use crate::property::PropertyFamily;
use serde::{Deserialize, Serialize};
use std::{fmt, str::FromStr};

/// Closed set of routing keys understood by the exchange.
///
/// The six `*Action` keys are the only keys admitted on the inbound command
/// path; the three `*PropertyReported` keys tag outbound subscription
/// snapshot events and are never accepted inbound.
#[derive(Debug, Clone, Copy, PartialEq, Eq, Hash, Serialize, Deserialize)]
pub enum RoutingKey {
    #[serde(rename = "exchange.connector.action")]
    ConnectorAction,
    #[serde(rename = "exchange.device.action")]
    DeviceAction,
    #[serde(rename = "exchange.device.property.action")]
    DevicePropertyAction,
    #[serde(rename = "exchange.channel.action")]
    ChannelAction,
    #[serde(rename = "exchange.channel.property.action")]
    ChannelPropertyAction,
    #[serde(rename = "exchange.trigger.action")]
    TriggerAction,
    #[serde(rename = "exchange.connector.property.reported")]
    ConnectorPropertyReported,
    #[serde(rename = "exchange.device.property.reported")]
    DevicePropertyReported,
    #[serde(rename = "exchange.channel.property.reported")]
    ChannelPropertyReported,
}

/// Payload schema bound to an action routing key.
///
/// Keeping the key-to-schema binding as a single lookup keeps the six-way
/// dispatch auditable in one place instead of scattered branches.
#[derive(Debug, Clone, Copy, PartialEq, Eq)]
pub enum PayloadSchema {
    ConnectorAction,
    DeviceAction,
    DevicePropertyAction,
    ChannelAction,
    ChannelPropertyAction,
    TriggerAction,
}

impl RoutingKey {
    /// The six keys admitted on the inbound command path, in wire order.
    pub const ACTION_KEYS: [RoutingKey; 6] = [
        RoutingKey::ConnectorAction,
        RoutingKey::DeviceAction,
        RoutingKey::DevicePropertyAction,
        RoutingKey::ChannelAction,
        RoutingKey::ChannelPropertyAction,
        RoutingKey::TriggerAction,
    ];

    /// Stable wire string for this key.
    pub fn as_str(&self) -> &'static str {
        match self {
            RoutingKey::ConnectorAction => "exchange.connector.action",
            RoutingKey::DeviceAction => "exchange.device.action",
            RoutingKey::DevicePropertyAction => "exchange.device.property.action",
            RoutingKey::ChannelAction => "exchange.channel.action",
            RoutingKey::ChannelPropertyAction => "exchange.channel.property.action",
            RoutingKey::TriggerAction => "exchange.trigger.action",
            RoutingKey::ConnectorPropertyReported => "exchange.connector.property.reported",
            RoutingKey::DevicePropertyReported => "exchange.device.property.reported",
            RoutingKey::ChannelPropertyReported => "exchange.channel.property.reported",
        }
    }

    /// Whether this key is one of the six inbound action keys.
    pub fn is_action(&self) -> bool {
        self.schema().is_some()
    }

    /// Schema bound to this key; `None` for reported (outbound-only) keys.
    pub fn schema(&self) -> Option<PayloadSchema> {
        match self {
            RoutingKey::ConnectorAction => Some(PayloadSchema::ConnectorAction),
            RoutingKey::DeviceAction => Some(PayloadSchema::DeviceAction),
            RoutingKey::DevicePropertyAction => Some(PayloadSchema::DevicePropertyAction),
            RoutingKey::ChannelAction => Some(PayloadSchema::ChannelAction),
            RoutingKey::ChannelPropertyAction => Some(PayloadSchema::ChannelPropertyAction),
            RoutingKey::TriggerAction => Some(PayloadSchema::TriggerAction),
            RoutingKey::ConnectorPropertyReported
            | RoutingKey::DevicePropertyReported
            | RoutingKey::ChannelPropertyReported => None,
        }
    }

    /// Reported key tagging snapshot events for a property family.
    pub fn reported_for(family: PropertyFamily) -> RoutingKey {
        match family {
            PropertyFamily::Connector => RoutingKey::ConnectorPropertyReported,
            PropertyFamily::Device => RoutingKey::DevicePropertyReported,
            PropertyFamily::Channel => RoutingKey::ChannelPropertyReported,
        }
    }
}

impl fmt::Display for RoutingKey {
    fn fmt(&self, f: &mut fmt::Formatter<'_>) -> fmt::Result {
        f.write_str(self.as_str())
    }
}

impl FromStr for RoutingKey {
    type Err = String;

    fn from_str(s: &str) -> Result<Self, Self::Err> {
        match s {
            "exchange.connector.action" => Ok(RoutingKey::ConnectorAction),
            "exchange.device.action" => Ok(RoutingKey::DeviceAction),
            "exchange.device.property.action" => Ok(RoutingKey::DevicePropertyAction),
            "exchange.channel.action" => Ok(RoutingKey::ChannelAction),
            "exchange.channel.property.action" => Ok(RoutingKey::ChannelPropertyAction),
            "exchange.trigger.action" => Ok(RoutingKey::TriggerAction),
            "exchange.connector.property.reported" => Ok(RoutingKey::ConnectorPropertyReported),
            "exchange.device.property.reported" => Ok(RoutingKey::DevicePropertyReported),
            "exchange.channel.property.reported" => Ok(RoutingKey::ChannelPropertyReported),
            other => Err(other.to_string()),
        }
    }
}

#[cfg(test)]
mod tests {
    use super::*;

    #[test]
    fn wire_strings_round_trip() {
        for key in RoutingKey::ACTION_KEYS {
            assert_eq!(key.as_str().parse::<RoutingKey>(), Ok(key));
        }
    }

    #[test]
    fn action_keys_have_schemas_and_reported_keys_do_not() {
        for key in RoutingKey::ACTION_KEYS {
            assert!(key.is_action());
        }
        assert!(!RoutingKey::DevicePropertyReported.is_action());
        assert!(!RoutingKey::ChannelPropertyReported.is_action());
        assert!(!RoutingKey::ConnectorPropertyReported.is_action());
    }

    #[test]
    fn unknown_key_is_rejected() {
        assert!("exchange.gateway.action".parse::<RoutingKey>().is_err());
    }
}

***

# [ASSIGNED TASK]
Where does "PropertyFamily" appear in the records above? Copy every line that has it.

# [RESPONSE FOR THIS EXERCISE]
use crate::property::PropertyFamily;
    pub fn reported_for(family: PropertyFamily) -> RoutingKey {
            PropertyFamily::Connector => RoutingKey::ConnectorPropertyReported,
            PropertyFamily::Device => RoutingKey::DevicePropertyReported,
            PropertyFamily::Channel => RoutingKey::ChannelPropertyReported,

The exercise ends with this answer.